7.2. Comparison with Conventional Ensemble Classifiers

If the base classifier is compared to a decision-maker, the ensemble learning approach is equivalent to multiple decision-makers making a common decision. The ensemble learning algorithm is a popular algorithm in data mining technology. Since its birth, many conventional and classical algorithms have been used, such as CART, C4.5 [40], random forest (RF) [41], and so on. In Section 6.3, we discussed the classification accuracy of training samples with different proportions under different base classifiers. Similarly, Figure 14 compares the performance differences between the three conventional ensemble classifiers (CART, C4.5 and RF) and the HV method. In addition, the CART, C4.5 and RF methods were implemented using the algorithm provided by the Weka machine learning toolbox, and their parameters were all set by default in the toolbox. For example, the minimum number of samples for each leaf node of the C4.5 and CART algorithms was 2; the pruning ratio of C4.5 was set to 25%, and the number of trees in the random forest was 300.

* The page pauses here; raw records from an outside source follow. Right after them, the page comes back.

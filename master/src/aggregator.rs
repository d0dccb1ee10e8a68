//! Junta los frames que dejaron los workers y arma la animación.

use std::{
    collections::HashSet,
    path::{Path, PathBuf},
};
use tokio::process::Command;
use tracing::{debug, info};

use common::frame_file_name;

#[derive(Debug, thiserror::Error)]
pub enum MergeError {
    #[error("no hay frames en {0}")]
    NoFrames(PathBuf),
    #[error("patrón inválido: {0}")]
    Glob(#[from] glob::PatternError),
    #[error(transparent)]
    Io(#[from] std::io::Error),
    #[error("el merge terminó con código {status:?}: {stderr}")]
    Command { status: Option<i32>, stderr: String },
}

pub struct ResultAggregator {
    /// Herramienta de merge (`gm`), con la sintaxis de GraphicsMagick
    tool: PathBuf,
    output_name: String,
}

impl ResultAggregator {
    pub fn new(tool: impl Into<PathBuf>, output_name: impl Into<String>) -> Self {
        Self {
            tool: tool.into(),
            output_name: output_name.into(),
        }
    }

    /// Frames `.png` del directorio, ordenados por nombre. Como los números
    /// van con ceros a la izquierda, el orden de nombre es el de frame.
    pub fn frames_in(dir: &Path) -> Result<Vec<PathBuf>, MergeError> {
        let pattern = dir.join("*.png");
        let mut frames: Vec<PathBuf> = glob::glob(&pattern.to_string_lossy())?
            .filter_map(Result::ok)
            .filter(|p| p.is_file())
            .collect();
        frames.sort();
        Ok(frames)
    }

    /// Frames de `1..=total` que no están en el directorio.
    pub fn missing_frames(dir: &Path, base: &str, total: u32) -> Result<Vec<u32>, MergeError> {
        let present: HashSet<String> = Self::frames_in(dir)?
            .iter()
            .filter_map(|p| p.file_name().map(|n| n.to_string_lossy().into_owned()))
            .collect();

        Ok((1..=total)
            .filter(|f| !present.contains(&frame_file_name(base, *f, total)))
            .collect())
    }

    /// Borra los frames y la animación de una corrida anterior. El
    /// directorio es un pool plano: lo que quede se contaría como
    /// producido por este job y entraría en el merge.
    pub fn clear_previous(&self, results_dir: &Path) -> Result<usize, MergeError> {
        let mut stale = Self::frames_in(results_dir)?;
        let artifact = results_dir.join(&self.output_name);
        if artifact.is_file() {
            stale.push(artifact);
        }

        for path in &stale {
            std::fs::remove_file(path)?;
        }
        if !stale.is_empty() {
            info!("{} archivo/s de una corrida anterior borrados", stale.len());
        }
        Ok(stale.len())
    }

    /// Une todos los frames presentes en una animación dentro del mismo
    /// directorio. Devuelve la ruta del artefacto.
    pub async fn merge(&self, results_dir: &Path) -> Result<PathBuf, MergeError> {
        let frames = Self::frames_in(results_dir)?;
        if frames.is_empty() {
            return Err(MergeError::NoFrames(results_dir.to_path_buf()));
        }

        let output = results_dir.join(&self.output_name);
        info!("uniendo {} frames en {}", frames.len(), output.display());
        debug!("{} convert -loop 0 -delay 0 ...", self.tool.display());

        let result = Command::new(&self.tool)
            .args(["convert", "-loop", "0", "-delay", "0"])
            .args(&frames)
            .arg(&output)
            .output()
            .await?;

        if !result.status.success() {
            return Err(MergeError::Command {
                status: result.status.code(),
                stderr: String::from_utf8_lossy(&result.stderr).trim().to_string(),
            });
        }
        Ok(output)
    }
}

#[cfg(test)]
mod tests {
    use super::*;
    use std::fs;

    fn touch(dir: &Path, names: &[&str]) {
        for name in names {
            fs::write(dir.join(name), b"png").unwrap();
        }
    }

    #[test]
    fn frames_ordenados_y_solo_png() {
        let dir = tempfile::tempdir().unwrap();
        touch(dir.path(), &["scherk10.png", "scherk02.png", "scherk01.png", "notas.txt"]);

        let names: Vec<_> = ResultAggregator::frames_in(dir.path())
            .unwrap()
            .iter()
            .map(|p| p.file_name().unwrap().to_string_lossy().into_owned())
            .collect();

        assert_eq!(names, vec!["scherk01.png", "scherk02.png", "scherk10.png"]);
    }

    #[test]
    fn detecta_frames_faltantes() {
        let dir = tempfile::tempdir().unwrap();
        touch(dir.path(), &["scherk01.png", "scherk02.png", "scherk05.png"]);

        let missing = ResultAggregator::missing_frames(dir.path(), "scherk", 10).unwrap();
        assert_eq!(missing, vec![3, 4, 6, 7, 8, 9, 10]);
    }

    #[test]
    fn limpia_frames_y_animacion_viejos() {
        let dir = tempfile::tempdir().unwrap();
        touch(dir.path(), &["scherk001.png", "scherk05.png", "result.gif", "report.json"]);
        let agg = ResultAggregator::new("gm", "result.gif");

        assert_eq!(agg.clear_previous(dir.path()).unwrap(), 3);

        assert!(ResultAggregator::frames_in(dir.path()).unwrap().is_empty());
        assert!(!dir.path().join("result.gif").exists());
        assert!(dir.path().join("report.json").exists());
        // directorio ya limpio: no hay nada que hacer
        assert_eq!(agg.clear_previous(dir.path()).unwrap(), 0);
    }

    #[tokio::test]
    async fn merge_sin_frames_falla() {
        let dir = tempfile::tempdir().unwrap();
        let agg = ResultAggregator::new("/bin/true", "result.gif");

        let err = agg.merge(dir.path()).await.unwrap_err();
        assert!(matches!(err, MergeError::NoFrames(_)));
    }

    #[cfg(unix)]
    #[tokio::test]
    async fn merge_pasa_frames_en_orden() {
        use std::os::unix::fs::PermissionsExt;

        let dir = tempfile::tempdir().unwrap();
        let results = dir.path().join("results");
        fs::create_dir(&results).unwrap();
        touch(&results, &["scherk2.png", "scherk1.png"]);

        // gm falso: anota sus argumentos y crea el último (la salida)
        let tool = dir.path().join("gm");
        let log = dir.path().join("args.txt");
        fs::write(
            &tool,
            format!(
                "#!/bin/sh\necho \"$@\" > {}\nfor a; do last=$a; done\ntouch \"$last\"\n",
                log.display()
            ),
        )
        .unwrap();
        fs::set_permissions(&tool, fs::Permissions::from_mode(0o755)).unwrap();

        let agg = ResultAggregator::new(&tool, "result.gif");
        let out = agg.merge(&results).await.unwrap();

        assert!(out.exists());
        let args = fs::read_to_string(&log).unwrap();
        let expected = format!(
            "convert -loop 0 -delay 0 {r}/scherk1.png {r}/scherk2.png {r}/result.gif",
            r = results.display()
        );
        assert_eq!(args.trim(), expected);
    }

    #[cfg(unix)]
    #[tokio::test]
    async fn merge_con_error_devuelve_stderr() {
        use std::os::unix::fs::PermissionsExt;

        let dir = tempfile::tempdir().unwrap();
        touch(dir.path(), &["scherk1.png"]);
        let tool = dir.path().join("gm-roto");
        fs::write(&tool, "#!/bin/sh\necho 'sin memoria' >&2\nexit 3\n").unwrap();
        fs::set_permissions(&tool, fs::Permissions::from_mode(0o755)).unwrap();

        let err = ResultAggregator::new(&tool, "result.gif")
            .merge(dir.path())
            .await
            .unwrap_err();

        match err {
            MergeError::Command { status, stderr } => {
                assert_eq!(status, Some(3));
                assert_eq!(stderr, "sin memoria");
            }
            other => panic!("error inesperado: {other:?}"),
        }
    }
}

When the number of training samples is sufficient (the proportion is greater than 30%), the CA of different ensemble classifiers is almost the same. However, when the proportion of training samples decreases rapidly, the CA of the above three types of traditional ensemble classifiers also decreases sharply. The CART, C4.5 and RF algorithms still cannot escape the fact that a large number of training samples are needed.

7.3. Comparison with Previous Works

In order to illustrate the potential application of the proposed method in bearing fault identification, Table 5 presents a comparative study of present work and recently published literature using different methods. The comparative study items include feature extraction, feature selection methods, classifier type, number of fault type, construction strategy of training data set and final average classification accuracy (CA).

The present study selected some of the literature that randomly selected data sets to construct training and test datasets for comparative study. It can be seen that the fault diagnosis method proposed in this paper has a higher accuracy of fault identification, which can be well applied to the fault diagnosis of bearings and meet the actual needs.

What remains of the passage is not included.